In the airline industry, data monitoring systems in the cockpit provide feedback on a pilot’s performance and safety. In health care, no similar system exists when it comes to physicians’ performance and safety. Doctors rarely know when misdiagnoses happen, despite an estimated 12 million people a year experiencing them in the United States. 

 With a new method called Symptom-Disease Pair Analysis of Diagnostic Error (SPADE), a team of researchers led by David Newman-Toker, director of the Armstrong Institute Center for Diagnostic Excellence, is hoping to change that.

 SPADE aims to automatically find and present misdiagnoses that have occurred, and it can be used to drill down to the level of specific patients involved, if necessary.

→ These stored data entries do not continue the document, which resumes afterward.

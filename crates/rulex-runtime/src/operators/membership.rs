//! Membership kernels
//!
//! `AllIn` and `ContainsAll` test opposite subset directions over the same
//! operand shapes:
//! - `AllIn`: every element of the left sequence occurs in the right array
//! - `ContainsAll`: every element of the right array occurs in the left sequence

use crate::error::{Result, RuntimeError};
use rulex_core::Value;

fn list<'a>(value: &'a Value, side: &str) -> Result<&'a [Value]> {
    value
        .as_list()
        .ok_or_else(|| RuntimeError::type_mismatch(format!("{} list", side), value.kind()))
}

/// Sequence membership of a single value
pub(crate) fn contains_element(left: &Value, right: &Value) -> Result<bool> {
    Ok(list(left, "left")?.iter().any(|item| item == right))
}

/// Text of the left scalar occurs in the right array
pub(crate) fn in_array(left: &Value, right: &Value) -> Result<bool> {
    let Some(text) = left.to_text() else {
        return Err(RuntimeError::type_mismatch("scalar", left.kind()));
    };
    Ok(list(right, "right")?
        .iter()
        .any(|item| item.as_str() == Some(text.as_str())))
}

pub(crate) fn all_in(left: &Value, right: &Value) -> Result<bool> {
    let right = list(right, "right")?;
    Ok(list(left, "left")?.iter().all(|item| right.contains(item)))
}

pub(crate) fn contains_all(left: &Value, right: &Value) -> Result<bool> {
    let left = list(left, "left")?;
    Ok(list(right, "right")?.iter().all(|item| left.contains(item)))
}
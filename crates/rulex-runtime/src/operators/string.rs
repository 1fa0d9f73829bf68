//! String kernels

use crate::error::{Result, RuntimeError};
use regex::Regex;
use rulex_core::Value;

fn text<'a>(value: &'a Value, side: &str) -> Result<&'a str> {
    value
        .as_str()
        .ok_or_else(|| RuntimeError::type_mismatch(format!("{} string", side), value.kind()))
}

pub(crate) fn substring(left: &Value, right: &Value) -> Result<bool> {
    Ok(text(left, "left")?.contains(text(right, "right")?))
}

pub(crate) fn starts_with(left: &Value, right: &Value) -> Result<bool> {
    Ok(text(left, "left")?.starts_with(text(right, "right")?))
}

pub(crate) fn ends_with(left: &Value, right: &Value) -> Result<bool> {
    Ok(text(left, "left")?.ends_with(text(right, "right")?))
}

pub(crate) fn matches(regex: &Regex, left: &Value) -> Result<bool> {
    Ok(regex.is_match(text(left, "left")?))
}
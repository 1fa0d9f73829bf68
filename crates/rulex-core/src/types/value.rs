//! Runtime value types for RULEX expressions
//!
//! The `Value` enum represents everything a path can produce at evaluation
//! time. Host objects are carried as shared, type-erased records and are only
//! ever read through the accessors registered for their type.

use std::any::Any;
use std::collections::HashMap;
use std::fmt;
use std::sync::Arc;

/// Shared handle to a host object
pub type RecordRef = Arc<dyn Any + Send + Sync>;

/// Runtime value type
#[derive(Clone)]
pub enum Value {
    /// Null value (absent optional, null sequence, missing record)
    Null,
    /// Boolean value
    Bool(bool),
    /// Integer value
    Int(i64),
    /// Floating point value
    Float(f64),
    /// String value
    String(String),
    /// Enum value, carried as its variant name
    Enum(String),
    /// Sequence of values
    List(Vec<Value>),
    /// String-keyed dictionary
    Map(HashMap<String, Value>),
    /// Host object
    Record(RecordRef),
}

impl Value {
    /// Wrap a host object as a record value
    pub fn record<T: Any + Send + Sync>(value: T) -> Self {
        Value::Record(Arc::new(value))
    }

    /// Build a list from anything convertible into values
    pub fn list<I, V>(items: I) -> Self
    where
        I: IntoIterator<Item = V>,
        V: Into<Value>,
    {
        Value::List(items.into_iter().map(Into::into).collect())
    }

    /// Build an enum value from any displayable variant
    pub fn enumeration(variant: impl fmt::Display) -> Self {
        Value::Enum(variant.to_string())
    }

    pub fn is_null(&self) -> bool {
        matches!(self, Value::Null)
    }

    pub fn as_bool(&self) -> Option<bool> {
        match self {
            Value::Bool(b) => Some(*b),
            _ => None,
        }
    }

    pub fn as_str(&self) -> Option<&str> {
        match self {
            Value::String(s) | Value::Enum(s) => Some(s),
            _ => None,
        }
    }

    pub fn as_list(&self) -> Option<&[Value]> {
        match self {
            Value::List(items) => Some(items),
            _ => None,
        }
    }

    /// Numeric view of the value, widening integers
    pub fn as_f64(&self) -> Option<f64> {
        match self {
            Value::Int(i) => Some(*i as f64),
            Value::Float(f) => Some(*f),
            _ => None,
        }
    }

    /// Textual form of a scalar value. Records, lists and maps have none.
    pub fn to_text(&self) -> Option<String> {
        match self {
            Value::Bool(b) => Some(b.to_string()),
            Value::Int(i) => Some(i.to_string()),
            Value::Float(f) => Some(f.to_string()),
            Value::String(s) | Value::Enum(s) => Some(s.clone()),
            _ => None,
        }
    }

    /// Short name of the value kind, used in error messages
    pub fn kind(&self) -> &'static str {
        match self {
            Value::Null => "null",
            Value::Bool(_) => "bool",
            Value::Int(_) => "int",
            Value::Float(_) => "float",
            Value::String(_) => "string",
            Value::Enum(_) => "enum",
            Value::List(_) => "list",
            Value::Map(_) => "map",
            Value::Record(_) => "record",
        }
    }
}

impl fmt::Debug for Value {
    fn fmt(&self, f: &mut fmt::Formatter<'_>) -> fmt::Result {
        match self {
            Value::Null => write!(f, "Null"),
            Value::Bool(b) => f.debug_tuple("Bool").field(b).finish(),
            Value::Int(i) => f.debug_tuple("Int").field(i).finish(),
            Value::Float(x) => f.debug_tuple("Float").field(x).finish(),
            Value::String(s) => f.debug_tuple("String").field(s).finish(),
            Value::Enum(s) => f.debug_tuple("Enum").field(s).finish(),
            Value::List(items) => f.debug_tuple("List").field(items).finish(),
            Value::Map(map) => f.debug_tuple("Map").field(map).finish(),
            Value::Record(_) => write!(f, "Record(..)"),
        }
    }
}

impl PartialEq for Value {
    fn eq(&self, other: &Self) -> bool {
        match (self, other) {
            (Value::Null, Value::Null) => true,
            (Value::Bool(a), Value::Bool(b)) => a == b,
            (Value::Int(a), Value::Int(b)) => a == b,
            (Value::Float(a), Value::Float(b)) => a == b,
            (Value::Int(a), Value::Float(b)) | (Value::Float(b), Value::Int(a)) => {
                (*a as f64) == *b
            }
            (Value::String(a), Value::String(b)) => a == b,
            (Value::Enum(a), Value::Enum(b)) => a == b,
            (Value::List(a), Value::List(b)) => a == b,
            (Value::Map(a), Value::Map(b)) => a == b,
            (Value::Record(a), Value::Record(b)) => Arc::ptr_eq(a, b),
            _ => false,
        }
    }
}

impl From<bool> for Value {
    fn from(value: bool) -> Self {
        Value::Bool(value)
    }
}

impl From<i64> for Value {
    fn from(value: i64) -> Self {
        Value::Int(value)
    }
}

impl From<i32> for Value {
    fn from(value: i32) -> Self {
        Value::Int(i64::from(value))
    }
}

impl From<u32> for Value {
    fn from(value: u32) -> Self {
        Value::Int(i64::from(value))
    }
}

impl From<f64> for Value {
    fn from(value: f64) -> Self {
        Value::Float(value)
    }
}

impl From<String> for Value {
    fn from(value: String) -> Self {
        Value::String(value)
    }
}

impl From<&str> for Value {
    fn from(value: &str) -> Self {
        Value::String(value.to_string())
    }
}

impl<T: Into<Value>> From<Option<T>> for Value {
    fn from(value: Option<T>) -> Self {
        value.map_or(Value::Null, Into::into)
    }
}

impl<T: Into<Value>> From<Vec<T>> for Value {
    fn from(value: Vec<T>) -> Self {
        Value::list(value)
    }
}

impl<T: Into<Value>> From<HashMap<String, T>> for Value {
    fn from(value: HashMap<String, T>) -> Self {
        Value::Map(value.into_iter().map(|(k, v)| (k, v.into())).collect())
    }
}

#[cfg(test)]
mod tests {
    use super::*;

    #[test]
    fn test_value_from_option() {
        assert_eq!(Value::from(Some(3i64)), Value::Int(3));
        assert_eq!(Value::from(None::<i64>), Value::Null);
    }

    #[test]
    fn test_value_numeric_equality_widens() {
        assert_eq!(Value::Int(30), Value::Float(30.0));
        assert_ne!(Value::Int(30), Value::String("30".to_string()));
    }

    #[test]
    fn test_value_to_text() {
        assert_eq!(Value::Int(30).to_text().as_deref(), Some("30"));
        assert_eq!(Value::Enum("Gold".into()).to_text().as_deref(), Some("Gold"));
        assert_eq!(Value::Null.to_text(), None);
        assert_eq!(Value::list(vec!["a"]).to_text(), None);
    }

    #[test]
    fn test_record_equality_is_identity() {
        let record = Value::record(42u8);
        let same = record.clone();
        assert_eq!(record, same);
        assert_ne!(record, Value::record(42u8));
    }

    #[test]
    fn test_record_debug_is_opaque() {
        assert_eq!(format!("{:?}", Value::record("secret")), "Record(..)");
    }
}
//! Unit tests for the path tokenizer and document loading

use rulex_core::condition::ConditionTree;
use rulex_core::Operator;
use rulex_parser::{tokenize, IndexKey, ParseError, RuleDocument, Segment};
use std::io::Write;

// =============================================================================
// Tokenizer Tests
// =============================================================================

#[test]
fn test_paths_without_parentheses_match_dot_split() {
    let paths = [
        "Age",
        "Customer.Address.City",
        "a..b",
        ".leading",
        "trailing.",
        "Tags['region']",
        "Items[0].Name",
    ];
    for path in paths {
        let expected: Vec<String> = path
            .split('.')
            .filter(|p| !p.is_empty())
            .map(String::from)
            .collect();
        assert_eq!(tokenize(path).unwrap(), expected, "path: {}", path);
    }
}

#[test]
fn test_nested_group_is_preserved() {
    assert_eq!(
        tokenize("Foo.Bar(Baz(1,2)).Qux").unwrap(),
        vec!["Foo", "Bar(Baz(1,2))", "Qux"]
    );
}

#[test]
fn test_unbalanced_path_fails() {
    assert!(matches!(
        tokenize("Foo(Bar(1,2"),
        Err(ParseError::MalformedPath { .. })
    ));
    assert!(matches!(tokenize("Foo)("), Err(ParseError::MalformedPath { position: 3, .. })));
}

#[test]
fn test_tokenized_segments_classify() {
    let segments: Vec<Segment> = tokenize("Orders.Latest(2).Lines[0].Tags['k'].Self")
        .unwrap()
        .iter()
        .map(|s| Segment::parse(s))
        .collect();

    assert_eq!(
        segments,
        vec![
            Segment::Member("Orders".to_string()),
            Segment::Call {
                name: "Latest".to_string(),
                args: vec!["2".to_string()],
            },
            Segment::Index {
                name: "Lines".to_string(),
                key: IndexKey::Position(0),
            },
            Segment::Index {
                name: "Tags".to_string(),
                key: IndexKey::Key("k".to_string()),
            },
            Segment::SelfRef,
        ]
    );
}

// =============================================================================
// Document Tests
// =============================================================================

#[test]
fn test_document_from_yaml_file() -> anyhow::Result<()> {
    let mut file = tempfile::Builder::new().suffix(".yaml").tempfile()?;
    writeln!(file, "adult: Age >= 18")?;
    writeln!(file, "no_tags:")?;
    writeln!(file, "  left: Tags")?;
    writeln!(file, "  operator: IsEmpty")?;

    let document = RuleDocument::from_file(file.path())?;
    assert_eq!(document.len(), 2);
    assert_eq!(
        document.get("no_tags"),
        Some(&ConditionTree::leaf("Tags", Operator::IsEmpty, ""))
    );
    Ok(())
}

#[test]
fn test_document_from_json_file() -> anyhow::Result<()> {
    let mut file = tempfile::Builder::new().suffix(".json").tempfile()?;
    write!(file, r#"{{"gold": {{"left": "Tier", "operator": "In", "right": ["Gold"]}}}}"#)?;

    let document = RuleDocument::from_file(file.path())?;
    assert_eq!(
        document.get("gold"),
        Some(&ConditionTree::leaf("Tier", Operator::In, r#"["Gold"]"#))
    );
    Ok(())
}

#[test]
fn test_document_missing_file() {
    let result = RuleDocument::from_file("/nonexistent/rules.yaml");
    assert!(matches!(result, Err(ParseError::Io { .. })));
}

#[test]
fn test_document_unsupported_extension() {
    let result = RuleDocument::from_file("rules.toml");
    assert!(matches!(result, Err(ParseError::UnsupportedFormat(_))));
}
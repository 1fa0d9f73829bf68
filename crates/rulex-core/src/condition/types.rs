//! Condition tree types

use crate::ast::operator::Operator;
use serde::{Deserialize, Deserializer, Serialize};

/// A node of a condition tree
#[derive(Debug, Clone, Serialize, Deserialize, PartialEq)]
#[serde(untagged)]
pub enum ConditionTree {
    /// Path-operator-literal condition
    Leaf(LeafCondition),
    /// Logical group (all/any/not)
    Group(ConditionGroup),
    /// Single-line condition (e.g., "Age >= 30")
    Simple(String),
}

/// An atomic condition: `left` path, operator tag and `right` literal
#[derive(Debug, Clone, Serialize, Deserialize, PartialEq, Eq)]
#[serde(deny_unknown_fields)]
pub struct LeafCondition {
    /// Path into the target object (e.g., "Orders.Latest(3).Total")
    pub left: String,
    /// Operator tag
    pub operator: Operator,
    /// Literal operand, kept as text until the operator decides how to read it
    #[serde(default, deserialize_with = "literal_text")]
    pub right: String,
}

/// Logical group with all/any/not branches
///
/// Every present branch contributes and the contributions are AND-ed.
#[derive(Debug, Clone, Serialize, Deserialize, PartialEq, Default)]
#[serde(deny_unknown_fields)]
pub struct ConditionGroup {
    /// All conditions must be true (AND logic)
    #[serde(skip_serializing_if = "Option::is_none")]
    pub all: Option<Vec<ConditionTree>>,
    /// At least one condition must be true (OR logic)
    #[serde(skip_serializing_if = "Option::is_none")]
    pub any: Option<Vec<ConditionTree>>,
    /// Negation of the conjunction of the conditions (NOT ALL)
    #[serde(skip_serializing_if = "Option::is_none")]
    pub not: Option<Vec<ConditionTree>>,
}

impl LeafCondition {
    pub fn new(left: impl Into<String>, operator: Operator, right: impl Into<String>) -> Self {
        Self {
            left: left.into(),
            operator,
            right: right.into(),
        }
    }

    /// A condition for a unary operator such as `IsEmpty`
    pub fn unary(left: impl Into<String>, operator: Operator) -> Self {
        Self::new(left, operator, String::new())
    }
}

impl ConditionTree {
    pub fn leaf(left: impl Into<String>, operator: Operator, right: impl Into<String>) -> Self {
        ConditionTree::Leaf(LeafCondition::new(left, operator, right))
    }

    pub fn all(items: Vec<ConditionTree>) -> Self {
        ConditionTree::Group(ConditionGroup {
            all: Some(items),
            ..Default::default()
        })
    }

    pub fn any(items: Vec<ConditionTree>) -> Self {
        ConditionTree::Group(ConditionGroup {
            any: Some(items),
            ..Default::default()
        })
    }

    pub fn not(items: Vec<ConditionTree>) -> Self {
        ConditionTree::Group(ConditionGroup {
            not: Some(items),
            ..Default::default()
        })
    }

    /// Number of leaf conditions in the tree. Single-line conditions count as one leaf.
    pub fn leaf_count(&self) -> usize {
        match self {
            ConditionTree::Leaf(_) | ConditionTree::Simple(_) => 1,
            ConditionTree::Group(group) => group
                .branches()
                .flat_map(|(_, items)| items.iter())
                .map(ConditionTree::leaf_count)
                .sum(),
        }
    }
}

/// Branch of a condition group
#[derive(Debug, Clone, Copy, PartialEq, Eq)]
pub enum GroupBranch {
    All,
    Any,
    Not,
}

impl ConditionGroup {
    /// Present branches in all, any, not order
    pub fn branches(&self) -> impl Iterator<Item = (GroupBranch, &[ConditionTree])> {
        [
            (GroupBranch::All, self.all.as_deref()),
            (GroupBranch::Any, self.any.as_deref()),
            (GroupBranch::Not, self.not.as_deref()),
        ]
        .into_iter()
        .filter_map(|(branch, items)| items.map(|items| (branch, items)))
    }
}

/// Accepts any scalar or array for `right`; non-strings keep their JSON text
fn literal_text<'de, D>(deserializer: D) -> Result<String, D::Error>
where
    D: Deserializer<'de>,
{
    let value = serde_json::Value::deserialize(deserializer)?;
    Ok(match value {
        serde_json::Value::String(s) => s,
        serde_json::Value::Null => String::new(),
        other => other.to_string(),
    })
}
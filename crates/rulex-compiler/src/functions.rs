//! Built-in path functions
//!
//! A function segment is recognized by a [`FunctionBuilder`] after macro
//! lookup has failed. The builder both recognizes the segment text and builds
//! the node applying the function to its parent.

use crate::error::{CompileError, Result};
use rulex_core::{Value, ValueType};
use rulex_parser::Segment;
use rulex_runtime::{Expr, Node, RuntimeError, ValueFn, ValueFunction};
use std::sync::Arc;

/// A recognized function segment
#[derive(Debug, Clone, PartialEq, Eq)]
pub struct FunctionCall {
    pub name: String,
    pub args: Vec<String>,
}

/// Recognizes and builds function segments
pub trait FunctionBuilder: Send + Sync {
    /// Return the call described by `segment` if this builder handles it
    fn recognize(&self, segment: &str) -> Option<FunctionCall>;

    /// Build the node applying `call` to `parent`
    fn build(&self, parent: Node, call: &FunctionCall) -> Result<Node>;
}

/// Functions available without registration
#[derive(Debug, Clone, Copy, PartialEq, Eq)]
pub enum BuiltinFunction {
    /// Number of elements of a sequence or dictionary
    Count,
    /// Whether a sequence has at least one element
    Any,
    /// Character count of a string
    Length,
    Lower,
    Upper,
    Trim,
}

impl BuiltinFunction {
    /// Look up a built-in function by name, ignoring case
    pub fn parse(name: &str) -> Option<Self> {
        match name.to_ascii_lowercase().as_str() {
            "count" => Some(BuiltinFunction::Count),
            "any" => Some(BuiltinFunction::Any),
            "length" => Some(BuiltinFunction::Length),
            "lower" => Some(BuiltinFunction::Lower),
            "upper" => Some(BuiltinFunction::Upper),
            "trim" => Some(BuiltinFunction::Trim),
            _ => None,
        }
    }

    pub fn name(&self) -> &'static str {
        match self {
            BuiltinFunction::Count => "Count",
            BuiltinFunction::Any => "Any",
            BuiltinFunction::Length => "Length",
            BuiltinFunction::Lower => "Lower",
            BuiltinFunction::Upper => "Upper",
            BuiltinFunction::Trim => "Trim",
        }
    }

    /// Result type when applied to `input`, if applicable
    fn result_type(&self, input: &ValueType) -> Option<ValueType> {
        let input = input.underlying();
        match self {
            BuiltinFunction::Count if input.is_sequence() || matches!(input, ValueType::Map(_)) => {
                Some(ValueType::Int)
            }
            BuiltinFunction::Any if input.is_sequence() => Some(ValueType::Bool),
            BuiltinFunction::Length if *input == ValueType::String => Some(ValueType::Int),
            BuiltinFunction::Lower | BuiltinFunction::Upper | BuiltinFunction::Trim
                if *input == ValueType::String =>
            {
                Some(ValueType::String)
            }
            _ => None,
        }
    }

    fn body(&self) -> ValueFn {
        match self {
            BuiltinFunction::Count => Arc::new(count),
            BuiltinFunction::Any => Arc::new(any),
            BuiltinFunction::Length => Arc::new(length),
            BuiltinFunction::Lower => Arc::new(|v: &Value, _: &[Value]| map_text(v, str::to_lowercase)),
            BuiltinFunction::Upper => Arc::new(|v: &Value, _: &[Value]| map_text(v, str::to_uppercase)),
            BuiltinFunction::Trim => Arc::new(|v: &Value, _: &[Value]| map_text(v, |s| s.trim().to_string())),
        }
    }
}

fn count(value: &Value, _: &[Value]) -> rulex_runtime::Result<Value> {
    match value {
        Value::List(items) => Ok(Value::Int(items.len() as i64)),
        Value::Map(map) => Ok(Value::Int(map.len() as i64)),
        Value::Null => Ok(Value::Int(0)),
        other => Err(RuntimeError::type_mismatch("list", other.kind())),
    }
}

fn any(value: &Value, _: &[Value]) -> rulex_runtime::Result<Value> {
    match value {
        Value::List(items) => Ok(Value::Bool(!items.is_empty())),
        Value::Null => Ok(Value::Bool(false)),
        other => Err(RuntimeError::type_mismatch("list", other.kind())),
    }
}

fn length(value: &Value, _: &[Value]) -> rulex_runtime::Result<Value> {
    match value {
        Value::String(s) => Ok(Value::Int(s.chars().count() as i64)),
        Value::Null => Ok(Value::Int(0)),
        other => Err(RuntimeError::type_mismatch("string", other.kind())),
    }
}

fn map_text(value: &Value, f: impl Fn(&str) -> String) -> rulex_runtime::Result<Value> {
    match value {
        Value::String(s) => Ok(Value::String(f(s))),
        Value::Null => Ok(Value::Null),
        other => Err(RuntimeError::type_mismatch("string", other.kind())),
    }
}

/// The built-in function set: `Count()`, `Any()`, `Length()`, `Lower()`,
/// `Upper()` and `Trim()`, matched ignoring case
#[derive(Debug, Clone, Copy, Default)]
pub struct BuiltinFunctions;

impl FunctionBuilder for BuiltinFunctions {
    fn recognize(&self, segment: &str) -> Option<FunctionCall> {
        match Segment::parse(segment) {
            Segment::Call { name, args } if BuiltinFunction::parse(&name).is_some() => {
                Some(FunctionCall { name, args })
            }
            _ => None,
        }
    }

    fn build(&self, parent: Node, call: &FunctionCall) -> Result<Node> {
        let invalid = |ty: &ValueType| CompileError::InvalidFunctionCall {
            function: call.name.clone(),
            ty: ty.to_string(),
        };

        let function = BuiltinFunction::parse(&call.name).ok_or_else(|| invalid(&parent.ty))?;
        if !call.args.is_empty() {
            return Err(CompileError::InvalidFunctionCall {
                function: call.name.clone(),
                ty: format!("{} with {} argument(s)", parent.ty, call.args.len()),
            });
        }
        let ty = function
            .result_type(&parent.ty)
            .ok_or_else(|| invalid(&parent.ty))?;

        tracing::trace!(function = function.name(), input = %parent.ty, "Building function call");
        Ok(Node::new(
            ty,
            Expr::Apply {
                input: Box::new(parent),
                function: ValueFunction {
                    name: function.name().to_string(),
                    call: function.body(),
                },
                args: Vec::new(),
            },
        ))
    }
}
//! SDK error types

use thiserror::Error;

/// SDK error type
#[derive(Error, Debug)]
pub enum SdkError {
    /// Configuration error
    #[error("Configuration error: {0}")]
    ConfigError(String),

    /// Parser error
    #[error("Parser error: {0}")]
    ParseError(#[from] rulex_parser::ParseError),

    /// Compiler error
    #[error("Compiler error: {0}")]
    CompileError(#[from] rulex_compiler::CompileError),

    /// A rule failed to compile for the requested type
    #[error("Rule '{rule_id}' failed to compile: {source}")]
    RuleCompile {
        rule_id: String,
        #[source]
        source: rulex_compiler::CompileError,
    },

    /// Runtime error
    #[error("Runtime error: {0}")]
    RuntimeError(#[from] rulex_runtime::RuntimeError),

    /// Unknown rule id
    #[error("Rule not found: {0}")]
    RuleNotFound(String),
}

/// Result type for SDK operations
pub type Result<T> = std::result::Result<T, SdkError>;
//! Node coercions applied after every resolved segment
//!
//! Enums (and nullable enums) become their textual form so string literals
//! and string operators apply to them. Nullable numerics are unwrapped to
//! their underlying type unless the caller asked to keep them nullable.

use rulex_core::ValueType;
use rulex_runtime::{Expr, Node};

/// Replace an enum-typed node with its textual form
pub fn normalize_enum(node: Node) -> Node {
    if node.ty.is_enum() || node.ty.is_nullable_enum() {
        Node::new(ValueType::String, Expr::EnumToText(Box::new(node)))
    } else {
        node
    }
}

/// Replace a nullable numeric node with its underlying value
pub fn unwrap_nullable_numeric(node: Node) -> Node {
    if node.ty.is_nullable_numeric() {
        let inner = node.ty.underlying().clone();
        Node::new(inner, Expr::Unwrap(Box::new(node)))
    } else {
        node
    }
}

/// Enum normalization first, then (optionally) nullable unwrapping
pub fn coerce(node: Node, unwrap_nullable: bool) -> Node {
    let node = normalize_enum(node);
    if unwrap_nullable {
        unwrap_nullable_numeric(node)
    } else {
        node
    }
}
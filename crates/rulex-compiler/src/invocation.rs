//! Literal conversion and macro invocation
//!
//! Literals in conditions are always text. They are converted once, when the
//! node is built, to the type the other side of the operation expects.

use crate::error::{CompileError, Result};
use crate::registry::{MacroBody, MacroDef};
use rulex_core::{Value, ValueType};
use rulex_parser::path::split_arguments;
use rulex_runtime::{Expr, Node, RecordMacro, ValueFunction};

/// Convert a textual literal to a value of `target`
pub fn convert_literal(literal: &str, target: &ValueType) -> Result<Value> {
    match target {
        ValueType::Any | ValueType::String => Ok(Value::String(literal.to_string())),
        ValueType::Enum(def) => def
            .parse_variant(literal.trim())
            .map(Value::enumeration)
            .ok_or_else(|| CompileError::literal(literal, target)),
        ValueType::Int => literal
            .trim()
            .parse::<i64>()
            .map(Value::Int)
            .map_err(|_| CompileError::literal(literal, target)),
        ValueType::Float => literal
            .trim()
            .parse::<f64>()
            .map(Value::Float)
            .map_err(|_| CompileError::literal(literal, target)),
        ValueType::Bool => match literal.trim().to_ascii_lowercase().as_str() {
            "true" => Ok(Value::Bool(true)),
            "false" => Ok(Value::Bool(false)),
            _ => Err(CompileError::literal(literal, target)),
        },
        // Text stays verbatim so "" and "null" compare as strings
        ValueType::Nullable(inner) if **inner == ValueType::String => {
            Ok(Value::String(literal.to_string()))
        }
        ValueType::Nullable(inner) => {
            let trimmed = literal.trim();
            if trimmed.is_empty() || trimmed.eq_ignore_ascii_case("null") {
                Ok(Value::Null)
            } else {
                convert_literal(literal, inner)
            }
        }
        ValueType::Sequence(element) | ValueType::Array(element) => parse_literal_array(literal)?
            .iter()
            .map(|item| convert_literal(item, element))
            .collect::<Result<Vec<_>>>()
            .map(Value::List),
        ValueType::Map(_) | ValueType::Record(_) => Err(CompileError::literal(literal, target)),
    }
}

/// Split an array literal into its items
///
/// Accepts a JSON array (`["a", "b"]`), a bracketed list of bare words
/// (`[a, b]`) or a comma-separated list (`a, b`). Non-string JSON items keep
/// their JSON text.
pub fn parse_literal_array(literal: &str) -> Result<Vec<String>> {
    let trimmed = literal.trim();
    if !trimmed.starts_with('[') {
        return Ok(split_list(trimmed));
    }

    if let Ok(items) = serde_json::from_str::<Vec<serde_json::Value>>(trimmed) {
        return Ok(items
            .into_iter()
            .map(|item| match item {
                serde_json::Value::String(s) => s,
                other => other.to_string(),
            })
            .collect());
    }

    trimmed
        .strip_prefix('[')
        .and_then(|rest| rest.strip_suffix(']'))
        .map(split_list)
        .ok_or_else(|| CompileError::literal(literal, ValueType::array(ValueType::String)))
}

fn split_list(text: &str) -> Vec<String> {
    split_arguments(text)
        .into_iter()
        .filter(|item| !item.is_empty())
        .collect()
}

/// Build the node invoking `def` on `receiver` with textual arguments
///
/// Arguments are converted to the declared parameter types. A macro declared
/// without parameters ignores whatever arguments the segment carries.
pub fn build_macro_call(receiver: Node, def: &MacroDef, args: &[String]) -> Result<Node> {
    let args = def
        .params
        .iter()
        .zip(args)
        .map(|(ty, literal)| convert_literal(literal, ty))
        .collect::<Result<Vec<_>>>()?;

    let expr = match &def.body {
        MacroBody::Record(call) => Expr::Invoke {
            receiver: Box::new(receiver),
            function: RecordMacro {
                name: def.name.clone(),
                call: call.clone(),
            },
            args,
        },
        MacroBody::Value(call) => Expr::Apply {
            input: Box::new(receiver),
            function: ValueFunction {
                name: def.name.clone(),
                call: call.clone(),
            },
            args,
        },
    };

    Ok(Node::new(def.returns.clone(), expr))
}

The first full description of the method has been published in BMJ Quality & Safety, with an accompanying proof-of-concept for how it could be operationalized as a data dashboard.

 Traditionally, trained staff members have found diagnostic errors by conducting chart reviews.  But these reviews are labor-intensive, subjective and expensive; they also aren’t very effective because the charts themselves are frequently incomplete.

 The SPADE approach uses algorithms to mine clinical and billing data to spot certain symptoms that are often misdiagnosed. Statistical analyses then calculate the rate of diagnostic errors that result in adverse events, such as clinical worsening that requires readmission to the hospital. For example, SPADE can measure how often a patient comes to the hospital with dizziness, is mistakenly told it’s a benign ear condition and sent home — only to return with a major stroke.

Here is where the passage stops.